Now imagine that Mendel looked closer at his 556 seeds and noticed that the ones he had classified as yellow actually fell into two categories: light-yellow and dark-yellow. So now, instead of four kinds of seeds, he had six: namely …
… and the reclassified numbers might be:
rePeas <- c(230, 85, 108, 80, 21, 32)
in the same order. If we assume that the two shades of yellow represent peas that were homozygous (light-yellow) or heterozygous (dark-yellow) for the yellow allele, then from standard genetics we expect the ratios to be 6:3:3:2:1:1.
reExp <- c(6,3,3,2,1,1)
But when we try to test these results using xmulti
we receive a warning that a full enumeration of all the possible ways to classify 556 seeds into 6 types is very large. In fact, \[latex
N ={{556 + 6 - 1} \choose {6-1}} = 454,852,770,372
\] and it would take a computer like mine more than an hour to analyze them all. Therefore, a better option would be to use xmonte
to look at just a random sample of the nearly half-a-trillion possible outcomes.
xmonte(rePeas, reExp)
##
## P value (LLR) = 0.01495 ± 0.0003838
Note that xmonte
reports a standard error along with the estimated \(P\) value. This is because we are only estimating \(P\) based on a random sample. If you need a more accurate estimate, simply increase the parameter ntrials
. As before, we can get a more detailed report and/or a histogram plot:
xmonte(rePeas, reExp, detail=3, histobins=T)
##
## P value (LLR) = 0.01495 ± 0.0003838
## 1e+05 random trials
## Observed: 230 85 108 80 21 32
## Expected Ratio: 6 3 3 2 1 1
The red area of the histogram represents the \(P\) value. In this case, \(P\) is much smaller than in Mendel’s real data, indicating that the fit is not nearly so good, and we will want to modify our hypothesis. Perhaps the two shades of yellow were too close for the human eye to distinguish accurately and misclassifications occurred.

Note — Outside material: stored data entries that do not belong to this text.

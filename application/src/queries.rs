//! Queries, served from the read model only.

use crate::error::ApplicationError;
use crate::read_model::{ApplicationDetails, ApplicationDetailsRepository, ApplicationFilter, Page};
use filplus_runtime::{Query, QueryHandler};
use futures::future::BoxFuture;
use serde::{Deserialize, Serialize};
use std::sync::Arc;

/// Largest accepted page size.
pub const MAX_PAGE_LIMIT: usize = 100;

const fn default_page() -> usize {
    1
}

const fn default_limit() -> usize {
    20
}

/// Fetch one application.
#[derive(Clone, Debug, PartialEq, Eq, Serialize, Deserialize)]
pub struct GetApplicationById {
    /// Application id.
    pub application_id: String,
}

impl Query for GetApplicationById {
    const NAME: &'static str = "GetApplicationById";
    type Output = ApplicationDetails;
    type Error = ApplicationError;
}

/// List applications.
#[derive(Clone, Debug, PartialEq, Eq, Serialize, Deserialize)]
pub struct GetApplications {
    /// Status and text filter.
    #[serde(default)]
    pub filter: ApplicationFilter,
    /// 1-based page number.
    #[serde(default = "default_page")]
    pub page: usize,
    /// Page size, at most [`MAX_PAGE_LIMIT`].
    #[serde(default = "default_limit")]
    pub limit: usize,
}

impl Default for GetApplications {
    fn default() -> Self {
        Self {
            filter: ApplicationFilter::default(),
            page: default_page(),
            limit: default_limit(),
        }
    }
}

impl Query for GetApplications {
    const NAME: &'static str = "GetApplications";
    type Output = Page<ApplicationDetails>;
    type Error = ApplicationError;
}

/// Handles every application query.
#[derive(Clone)]
pub struct ApplicationQueryHandler {
    details: Arc<dyn ApplicationDetailsRepository>,
}

impl ApplicationQueryHandler {
    /// Create a handler reading from `details`.
    #[must_use]
    pub fn new(details: Arc<dyn ApplicationDetailsRepository>) -> Self {
        Self { details }
    }
}

impl std::fmt::Debug for ApplicationQueryHandler {
    fn fmt(&self, f: &mut std::fmt::Formatter<'_>) -> std::fmt::Result {
        f.debug_struct("ApplicationQueryHandler").finish_non_exhaustive()
    }
}

impl QueryHandler<GetApplicationById> for ApplicationQueryHandler {
    fn handle(&self, query: GetApplicationById) -> BoxFuture<'_, Result<ApplicationDetails, ApplicationError>> {
        Box::pin(async move {
            self.details
                .get_by_id(&query.application_id)
                .await?
                .ok_or(ApplicationError::NotFound(query.application_id))
        })
    }
}

impl QueryHandler<GetApplications> for ApplicationQueryHandler {
    fn handle(&self, query: GetApplications) -> BoxFuture<'_, Result<Page<ApplicationDetails>, ApplicationError>> {
        Box::pin(async move {
            if query.page == 0 {
                return Err(ApplicationError::validation("page starts at 1"));
            }
            if query.limit == 0 || query.limit > MAX_PAGE_LIMIT {
                return Err(ApplicationError::validation(format!(
                    "limit must be between 1 and {MAX_PAGE_LIMIT}"
                )));
            }
            Ok(self.details.find(query.filter, query.page, query.limit).await?)
        })
    }
}

#[cfg(test)]
#[allow(clippy::unwrap_used)]
mod tests {
    use super::*;
    use crate::read_model::{ApplicationDetailsUpdate, InMemoryApplicationDetailsRepository};
    use chrono::{DateTime, Utc};
    use tokio_test::{assert_err, assert_ok};

    async fn handler_with(ids: &[&str]) -> ApplicationQueryHandler {
        let repo = Arc::new(InMemoryApplicationDetailsRepository::new());
        for (number, id) in (1_u64..).zip(ids) {
            let update = ApplicationDetailsUpdate {
                number: Some(number),
                ..ApplicationDetailsUpdate::new(*id, DateTime::<Utc>::default())
            };
            assert_ok!(repo.upsert(update).await);
        }
        ApplicationQueryHandler::new(repo)
    }

    #[tokio::test]
    async fn missing_document_is_not_found() {
        let handler = handler_with(&[]).await;
        let result = handler
            .handle(GetApplicationById {
                application_id: "app-9".into(),
            })
            .await;
        assert_eq!(result, Err(ApplicationError::NotFound("app-9".into())));
    }

    #[tokio::test]
    async fn page_bounds_are_validated() {
        let handler = handler_with(&["app-1"]).await;
        for (page, limit) in [(0, 10), (1, 0), (1, MAX_PAGE_LIMIT + 1)] {
            let result = handler
                .handle(GetApplications {
                    page,
                    limit,
                    ..GetApplications::default()
                })
                .await;
            let error = assert_err!(result);
            assert_eq!(error.category(), crate::error::ErrorCategory::ValidationError);
        }
    }

    #[tokio::test]
    async fn lists_in_number_order() {
        let handler = handler_with(&["app-b", "app-a"]).await;
        let page = handler.handle(GetApplications::default()).await.unwrap();
        let ids: Vec<_> = page.items.iter().map(|d| d.id.as_str()).collect();
        assert_eq!(ids, vec!["app-b", "app-a"]);
        assert_eq!(page.total, 2);
    }

    #[test]
    fn list_query_defaults_from_json() {
        let query: GetApplications = serde_json::from_str("{}").unwrap();
        assert_eq!(query, GetApplications::default());
    }
}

Here is another example, also from genetics. Suppose you treat 100 chromosomes with a mutagen dose calibrated to deliver an average of 0.2 mutations per chromosome. You find that 84 of them received no mutations, 11 had exactly one mutation, 4 had exactly 2 mutations, and one chromosome had more than 2 but you could not count how many. So the observed counts are:
obsMut <- c(84, 11, 4, 1)
You wish to test whether these numbers are consistent with the number of mutations per chromosome being Poisson distributed with an average of 0.2 per chromosome.
To get the expected proportions in each category, use the Poisson distribution. Find the first three directly, then get the final one by subtraction:
probMut <- dpois(0:2, 0.2);
probMut[4] <- 1 - sum(probMut);
Now, test the hypothesis using xmulti
xmulti(obsMut, probMut, detail=3, histobins=T)
##
## P value (LLR) = 0.04799
## P value (Prob) = 0.01991
## P value (Chisq) = 0.01875
##
## Observed: 84 11 4 1
## Expected ratio: 0.8187308 0.1637462 0.01637462 0.001148481
## Total number of tables: 176851
The exact \(P\) value of 0.048 is considerably smaller than the asymptotic value one would obtain, 0.071. By looking at the histogram we can see that this discrepancy is not unexpected given how different the actual distribution is compared with the blue curve.